There is something infinitely sad and
poignant about gravestones like this. Many thousands of lives were lost during
World War II, and most of those victims have graves which family members can
visit to pay their respects, but sometimes this cannot be done.
When a dead body cannot be identified, for
whatever reason, the authorities still need to pay proper respect to whoever it
was, and so gravestones like this are necessary.
There are all sorts of stories that might
lie behind the placing of this stone, and none of them are particularly
pleasant. High explosives do very nasty things to human flesh, as does the sea
when a body spends a long time in it before being washed ashore, and the body
that was buried here might simply have been unrecognisable when discovered. The
sailor’s identity tag could easily have been lost or rendered unreadable.

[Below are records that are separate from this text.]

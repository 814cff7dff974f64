/**
 * config.rs
 * Optional YAML configuration file
 *
 * Format:
 * ```yaml
 * cdn:
 *   availableDir: /etc/nginx/sites-available
 *   enabledDir: /etc/nginx/sites-enabled
 *   descriptorDir: /etc
 *   enableMode: symlink
 *   scanRange: { start: 8000, end: 9000 }
 *   probe: connect
 *   probeTimeoutMs: 250
 *   groups:
 *     - name: hls
 *       nodesKey: hls_nodes
 *       filename: fastocloud_hls
 *       ...
 * provision:
 *   prefix: /opt/fastocloud
 *   buildDir: /var/tmp/fastocloud-build
 *   jobs: 8
 *   versions: { gstreamer: 1.22.10 }
 *   components: { opencv: true }
 * plugins:
 *   pluginPath: [/opt/gst/lib/gstreamer-1.0]
 * ```
 *
 * Every section and field is optional. Command line flags win over the file.
 */

use serde::{Deserialize, Serialize};
use std::fs;
use std::path::{Path, PathBuf};

use crate::cdn::group::{default_groups, validate_groups, ServiceGroup};
use crate::cdn::writer::{EnableMode, DESCRIPTOR_DIR, NGINX_SITES_AVAILABLE_DIR, NGINX_SITES_ENABLED_DIR};
use crate::errors::{EnvError, Result};
use crate::port::allocator::ScanRange;
use crate::port::probe::{ProbeMethod, DEFAULT_PROBE_TIMEOUT_MS};
use crate::provision::catalog::{ComponentFlags, MediaVersions};
use crate::provision::executor::DEFAULT_PREFIX;

/// Top-level configuration file
#[derive(Debug, Clone, Default, Serialize, Deserialize, PartialEq)]
#[serde(default, rename_all = "camelCase")]
pub struct EnvConfig {
    pub cdn: CdnConfig,
    pub provision: ProvisionConfig,
    pub plugins: PluginsConfig,
}

/// Where CDN configs go and how ports are found
#[derive(Debug, Clone, Serialize, Deserialize, PartialEq)]
#[serde(default, rename_all = "camelCase")]
pub struct CdnConfig {
    pub available_dir: PathBuf,
    pub enabled_dir: PathBuf,
    pub descriptor_dir: PathBuf,
    pub enable_mode: EnableMode,
    pub scan_range: ScanRange,
    pub probe: ProbeMethod,
    pub probe_timeout_ms: u64,
    /// Replaces the default hls/vods/cods set when present
    pub groups: Vec<ServiceGroup>,
    /// Custom descriptor template instead of the built-in one
    pub descriptor_template: Option<PathBuf>,
}

impl Default for CdnConfig {
    fn default() -> Self {
        Self {
            available_dir: PathBuf::from(NGINX_SITES_AVAILABLE_DIR),
            enabled_dir: PathBuf::from(NGINX_SITES_ENABLED_DIR),
            descriptor_dir: PathBuf::from(DESCRIPTOR_DIR),
            enable_mode: EnableMode::Copy,
            scan_range: ScanRange::default(),
            probe: ProbeMethod::Connect,
            probe_timeout_ms: DEFAULT_PROBE_TIMEOUT_MS,
            groups: default_groups(),
            descriptor_template: None,
        }
    }
}

/// Build locations and component selection
#[derive(Debug, Clone, Serialize, Deserialize, PartialEq)]
#[serde(default, rename_all = "camelCase")]
pub struct ProvisionConfig {
    pub prefix: PathBuf,
    pub build_dir: PathBuf,
    /// Parallel build jobs, 0 = number of CPUs
    pub jobs: usize,
    pub versions: MediaVersions,
    pub components: ComponentFlags,
    /// Directory holding gst-plugins-base.patch and gst-plugins-bad.patch
    pub patch_dir: PathBuf,
    /// Bundled nginx site files installed with nginx
    pub nginx_dir: Option<PathBuf>,
}

impl Default for ProvisionConfig {
    fn default() -> Self {
        Self {
            prefix: PathBuf::from(DEFAULT_PREFIX),
            build_dir: PathBuf::from("build_env"),
            jobs: 0,
            versions: MediaVersions::default(),
            components: ComponentFlags::default(),
            patch_dir: PathBuf::from("fastogt_patch"),
            nginx_dir: None,
        }
    }
}

/// Extra search paths for gst-inspect
#[derive(Debug, Clone, Default, Serialize, Deserialize, PartialEq)]
#[serde(default, rename_all = "camelCase")]
pub struct PluginsConfig {
    pub plugin_path: Vec<PathBuf>,
    pub library_path: Vec<PathBuf>,
}

impl EnvConfig {
    /// Load configuration from a YAML file
    ///
    /// # Arguments
    /// * `path` - Path to the YAML file
    ///
    /// # Returns
    /// Parsed and validated configuration
    ///
    /// # Errors
    /// Missing file, invalid YAML, or invalid values (empty scan range,
    /// duplicate service groups)
    pub fn load<P: AsRef<Path>>(path: P) -> Result<Self> {
        let path = path.as_ref();

        let content = fs::read_to_string(path).map_err(|e| {
            EnvError::Config(format!("Failed to read {}: {}", path.display(), e))
        })?;

        let config: EnvConfig = serde_yaml::from_str(&content).map_err(|e| {
            EnvError::Config(format!("Invalid YAML in {}: {}", path.display(), e))
        })?;

        config.validate()?;
        Ok(config)
    }

    /// Load `path` if given, defaults otherwise
    pub fn load_or_default(path: Option<&Path>) -> Result<Self> {
        match path {
            Some(path) => Self::load(path),
            None => Ok(Self::default()),
        }
    }

    pub fn validate(&self) -> Result<()> {
        let range = self.cdn.scan_range;
        ScanRange::new(range.start, range.end)?;
        validate_groups(&self.cdn.groups)?;
        Ok(())
    }
}
//! fastocloud-env - FastoCloud media server environment CLI
//!
//! Command-line interface for CDN config generation, provisioning and
//! plugin verification

use anyhow::{Context, Result};
use clap::{Args, Parser, Subcommand};
use colored::Colorize;
use std::io;
use std::path::{Path, PathBuf};
use tracing::warn;

use fastocloud_env::cdn::{CdnOptions, CdnSetup, ConfigWriter, DescriptorVariant, GroupPlan, NodeSource, Prompter};
use fastocloud_env::logging::{init_logging, LoggingConfig};
use fastocloud_env::plugins::{enforce, reports_json, PluginInspector, PluginSetReport};
use fastocloud_env::port::{probe_for, AllocationSession, PortAllocator};
use fastocloud_env::provision::{
    catalog, CommandRunner, DryRunRunner, ProvisionOptions, Provisioner, SystemRunner, DEFAULT_HOSTNAME,
};
use fastocloud_env::{EnvConfig, PackageSelection, PlatformId};

const DEFAULT_HOST: &str = "127.0.0.1";
const DEFAULT_ALIAS: &str = "localhost";
const DEFAULT_CONNECTIONS: usize = 100;

#[derive(Parser)]
#[command(name = "fastocloud-env")]
#[command(version)]
#[command(about = "FastoCloud media server environment tool", long_about = None)]
struct Cli {
    /// YAML configuration file
    #[arg(long, global = true)]
    config: Option<PathBuf>,
    /// Debug logging
    #[arg(long, short = 'v', global = true)]
    verbose: bool,
    /// Warnings and errors only
    #[arg(long, short = 'q', global = true, conflicts_with = "verbose")]
    quiet: bool,
    #[command(subcommand)]
    command: Commands,
}

#[derive(Subcommand)]
enum Commands {
    /// Allocate listener ports and write nginx + service descriptor configs
    Cdn(CdnArgs),
    /// Install packages and build the media stack from source
    Provision(ProvisionArgs),
    /// Print the system package list for a platform
    Packages(PackagesArgs),
    /// Check that the streamer's GStreamer elements are loadable
    CheckPlugins {
        /// Install prefix holding lib/gstreamer-1.0
        #[arg(long)]
        prefix: Option<PathBuf>,
        /// Print reports as JSON
        #[arg(long)]
        json: bool,
        /// Exit non-zero if any element is missing
        #[arg(long)]
        strict: bool,
    },
}

#[derive(Args)]
struct CdnArgs {
    /// Nodes hostname [default: 127.0.0.1]
    #[arg(long)]
    host: Option<String>,
    /// Nodes hostname alias [default: localhost]
    #[arg(long)]
    alias: Option<String>,
    /// Number of ports to open per group
    #[arg(long, default_value_t = DEFAULT_CONNECTIONS)]
    connections: usize,
    /// Write the ML service descriptor
    #[arg(long)]
    ml_version: bool,
    /// Ask for host, alias and per-group node counts
    #[arg(long)]
    interactive: bool,
    /// Enter node endpoints by hand instead of allocating ports
    #[arg(long, requires = "interactive")]
    manual_nodes: bool,
    /// Render and print without writing files
    #[arg(long)]
    dry_run: bool,
    #[arg(long)]
    available_dir: Option<PathBuf>,
    #[arg(long)]
    enabled_dir: Option<PathBuf>,
    #[arg(long)]
    descriptor_dir: Option<PathBuf>,
}

#[derive(Args)]
struct SelectionArgs {
    /// Include NVIDIA libraries
    #[arg(long)]
    with_nvidia: bool,
    /// Include WPE WebKit dependencies
    #[arg(long)]
    with_wpe: bool,
    /// Include MongoDB
    #[arg(long)]
    with_mongo: bool,
    /// Take GStreamer from the distribution; only the fastogt support
    /// libraries are built from source
    #[arg(long)]
    repo_build: bool,
}

impl SelectionArgs {
    fn selection(&self) -> PackageSelection {
        PackageSelection {
            with_nvidia: self.with_nvidia,
            with_wpe: self.with_wpe,
            with_mongo: self.with_mongo,
            with_gstreamer: true,
            repo_build: self.repo_build,
        }
    }
}

#[derive(Args)]
struct ProvisionArgs {
    /// Target platform [default: detected]
    #[arg(long)]
    platform: Option<PlatformId>,
    #[arg(long, default_value = DEFAULT_HOSTNAME)]
    hostname: String,
    #[arg(long)]
    prefix: Option<PathBuf>,
    #[arg(long)]
    build_dir: Option<PathBuf>,
    #[command(flatten)]
    selection: SelectionArgs,
    /// Regenerate the dbus machine id first (fresh containers)
    #[arg(long)]
    docker: bool,
    #[arg(long)]
    skip_system: bool,
    #[arg(long)]
    skip_tools: bool,
    #[arg(long)]
    skip_nginx: bool,
    /// Enable a component family (repeatable)
    #[arg(long = "with", value_name = "COMPONENT")]
    with: Vec<String>,
    /// Disable a component family (repeatable)
    #[arg(long = "without", value_name = "COMPONENT")]
    without: Vec<String>,
    /// Print commands instead of running them
    #[arg(long)]
    dry_run: bool,
    #[arg(long)]
    no_check_plugins: bool,
}

#[derive(Args)]
struct PackagesArgs {
    #[arg(long)]
    platform: Option<PlatformId>,
    #[command(flatten)]
    selection: SelectionArgs,
    /// Print as a JSON array
    #[arg(long)]
    json: bool,
}

fn main() -> Result<()> {
    let cli = Cli::parse();
    init_logging(LoggingConfig::from_flags(cli.verbose, cli.quiet));

    let config = EnvConfig::load_or_default(cli.config.as_deref())
        .with_context(|| "Failed to load configuration")?;

    match cli.command {
        Commands::Cdn(args) => handle_cdn(&config, args),
        Commands::Provision(args) => handle_provision(&config, args),
        Commands::Packages(args) => handle_packages(args),
        Commands::CheckPlugins { prefix, json, strict } => {
            let prefix = prefix.unwrap_or_else(|| config.provision.prefix.clone());
            let sets = check_plugins(&config, SystemRunner, &prefix, json);
            enforce(&sets, strict)?;
            Ok(())
        }
    }
}

fn handle_cdn(config: &EnvConfig, args: CdnArgs) -> Result<()> {
    if !args.dry_run {
        warn_unless_root();
    }

    let stdin = io::stdin();
    let mut prompter = Prompter::new(stdin.lock(), io::stdout());

    let host = match (args.host, args.interactive) {
        (Some(host), _) => host,
        (None, true) => prompter.ask("Nodes hostname", Some(DEFAULT_HOST))?,
        (None, false) => DEFAULT_HOST.to_string(),
    };
    let alias = match (args.alias, args.interactive) {
        (Some(alias), _) => alias,
        (None, true) => prompter.ask("Nodes hostname alias", Some(DEFAULT_ALIAS))?,
        (None, false) => DEFAULT_ALIAS.to_string(),
    };

    let plans = if args.interactive {
        let mut plans = Vec::with_capacity(config.cdn.groups.len());
        for group in &config.cdn.groups {
            let count = prompter.node_count(&group.name, group.connection_count(args.connections))?;
            let source = if args.manual_nodes {
                let default_url = format!("http://{}", host);
                let nodes = (0..count)
                    .map(|i| prompter.manual_node(&group.name, i, &default_url))
                    .collect::<fastocloud_env::Result<Vec<_>>>()?;
                NodeSource::Manual(nodes)
            } else {
                NodeSource::Allocate(count)
            };
            plans.push(GroupPlan {
                group: group.clone(),
                source,
            });
        }
        plans
    } else {
        GroupPlan::allocate_all(&config.cdn.groups, args.connections)
    };

    let cdn = &config.cdn;
    let writer = ConfigWriter::new(
        args.available_dir.as_deref().unwrap_or(cdn.available_dir.as_path()),
        args.enabled_dir.as_deref().unwrap_or(cdn.enabled_dir.as_path()),
        args.descriptor_dir.as_deref().unwrap_or(cdn.descriptor_dir.as_path()),
        cdn.enable_mode,
    );
    let probe = probe_for(cdn.probe, cdn.probe_timeout_ms);
    let allocator = PortAllocator::new(host.as_str(), cdn.scan_range, probe);
    let setup = CdnSetup::new(allocator, writer);

    let options = CdnOptions {
        alias,
        variant: if args.ml_version {
            DescriptorVariant::Ml
        } else {
            DescriptorVariant::Pro
        },
        descriptor_template: cdn.descriptor_template.clone(),
        dry_run: args.dry_run,
    };

    let mut session = AllocationSession::new();
    let report = setup.run(&mut session, &plans, &options)?;

    for assignment in &report.assignments {
        let span = match (assignment.ports.first(), assignment.ports.last()) {
            (Some(first), Some(last)) => format!("{}..={}", first, last),
            _ => "none".to_string(),
        };
        println!("{} {}: {} port(s) [{}]", "✓".green(), assignment.group, assignment.len(), span);
    }

    if args.dry_run {
        for site in &report.sites {
            println!("\n{} {}", "#".dimmed(), site.filename.bold());
            print!("{}", site.contents);
        }
        println!("\n{} {}", "#".dimmed(), report.descriptor.filename.bold());
        print!("{}", report.descriptor.contents);
    } else {
        for path in &report.written {
            println!("  wrote {}", path.display());
        }
    }
    Ok(())
}

fn handle_provision(config: &EnvConfig, args: ProvisionArgs) -> Result<()> {
    let platform = match args.platform {
        Some(platform) => platform,
        None => PlatformId::detect()?,
    };
    if !args.dry_run {
        warn_unless_root();
    }

    let mut flags = config.provision.components.clone();
    if args.selection.repo_build {
        flags.restrict_to_repo_build();
    }
    flags.apply(&args.with, &args.without)?;
    if args.selection.with_wpe {
        flags.wpe = true;
    }
    let components = catalog(&flags, &config.provision.versions, &config.provision.patch_dir);

    let defaults = ProvisionOptions::default();
    let options = ProvisionOptions {
        prefix: args.prefix.unwrap_or_else(|| config.provision.prefix.clone()),
        build_dir: args.build_dir.unwrap_or_else(|| config.provision.build_dir.clone()),
        jobs: match config.provision.jobs {
            0 => defaults.jobs,
            jobs => jobs,
        },
        dry_run: args.dry_run,
        nginx_dir: config.provision.nginx_dir.clone(),
        sites_enabled: config.cdn.enabled_dir.clone(),
        ..defaults
    };
    let prefix = options.prefix.clone();
    println!("Provisioning {} into {}", platform.to_string().bold(), prefix.display());

    let runner: Box<dyn CommandRunner> = if args.dry_run {
        Box::new(DryRunRunner::new())
    } else {
        Box::new(SystemRunner)
    };
    let provisioner = Provisioner::new(platform, runner, options);

    if args.docker {
        provisioner.prepare_docker()?;
    }
    if !args.skip_system {
        provisioner.set_hostname(&args.hostname)?;
        provisioner.install_packages(&args.selection.selection())?;
        println!("{} system packages", "✓".green());
    }
    if !args.skip_tools {
        provisioner.install_tools(&config.provision.versions.meson)?;
        println!("{} tools", "✓".green());
    }
    if !args.skip_nginx {
        provisioner.install_nginx()?;
        println!("{} nginx", "✓".green());
    }

    let built = provisioner.build_all(&components)?;
    println!("{} {} component(s) built", "✓".green(), built);

    if !args.no_check_plugins && !args.dry_run {
        let sets = check_plugins(config, SystemRunner, &prefix, false);
        let failed: usize = sets.iter().map(PluginSetReport::missing).sum();
        if failed > 0 {
            warn!(failed, "some GStreamer plugins are missing");
        }
    }
    Ok(())
}

fn handle_packages(args: PackagesArgs) -> Result<()> {
    let platform = match args.platform {
        Some(platform) => platform,
        None => PlatformId::detect()?,
    };
    let packages = platform.packages().select(&args.selection.selection());

    if args.json {
        println!("{}", serde_json::to_string_pretty(&packages)?);
    } else {
        for package in packages {
            println!("{}", package);
        }
    }
    Ok(())
}

/// Print one line per plugin of every list
fn check_plugins<R: CommandRunner>(
    config: &EnvConfig,
    runner: R,
    prefix: &Path,
    json: bool,
) -> Vec<PluginSetReport> {
    let inspector = PluginInspector::new(runner, prefix)
        .with_extra_paths(&config.plugins.plugin_path, &config.plugins.library_path);
    let sets = inspector.check_sets();

    if json {
        let all: Vec<_> = sets.iter().flat_map(|set| set.reports.iter().cloned()).collect();
        match reports_json(&all) {
            Ok(text) => println!("{}", text),
            Err(e) => warn!(error = %e, "failed to serialize plugin reports"),
        }
        return sets;
    }

    for set in &sets {
        println!("\nPlugins for {}:", set.title);
        for report in &set.reports {
            if report.is_ok() {
                println!("{}", format!("Check plugin {}, success return code: {}", report.name, report.code).green());
            } else {
                println!("{}", format!("Check plugin {}, failed return code: {}", report.name, report.code).red());
            }
        }
    }
    sets
}

#[cfg(unix)]
fn warn_unless_root() {
    if !nix::unistd::geteuid().is_root() {
        warn!("not running as root; writing system paths will likely fail");
    }
}

#[cfg(not(unix))]
fn warn_unless_root() {}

There is also the sad story that belongs to
the victim’s family. Not only did a son or husband never come home, but the
family never knew what had happened to him or where his remains were to be
found. It may be that the sailor was from overseas and the family simply did
not have the means to investigate the circumstances.
It sometimes happened that there was no
family left to mourn a disappeared serviceman. Whole families were sometimes
killed by a single bomb during the London blitz, and if the son in the Navy
also died a whole generation could just vanish.
And yet this life, whoever’s it was, was
just as valuable as those of the other sailors in this cemetery whose
descendants still pay visits to place flowers on their graves. They all gave
their lives for a cause that was not of their choosing, and all such sacrifices
deserve equal recognition.
Such a grave is also a reminder of the
obscenity of war, in all ages, in that lives are snuffed out as if they had
never existed. Real human beings, just like you and me with all our
complexities and capacity for good and bad, can simply disappear without even a
name to remember them by. And yet stupid humanity goes on doing it. As Pete
Seeger sang, when will we ever learn?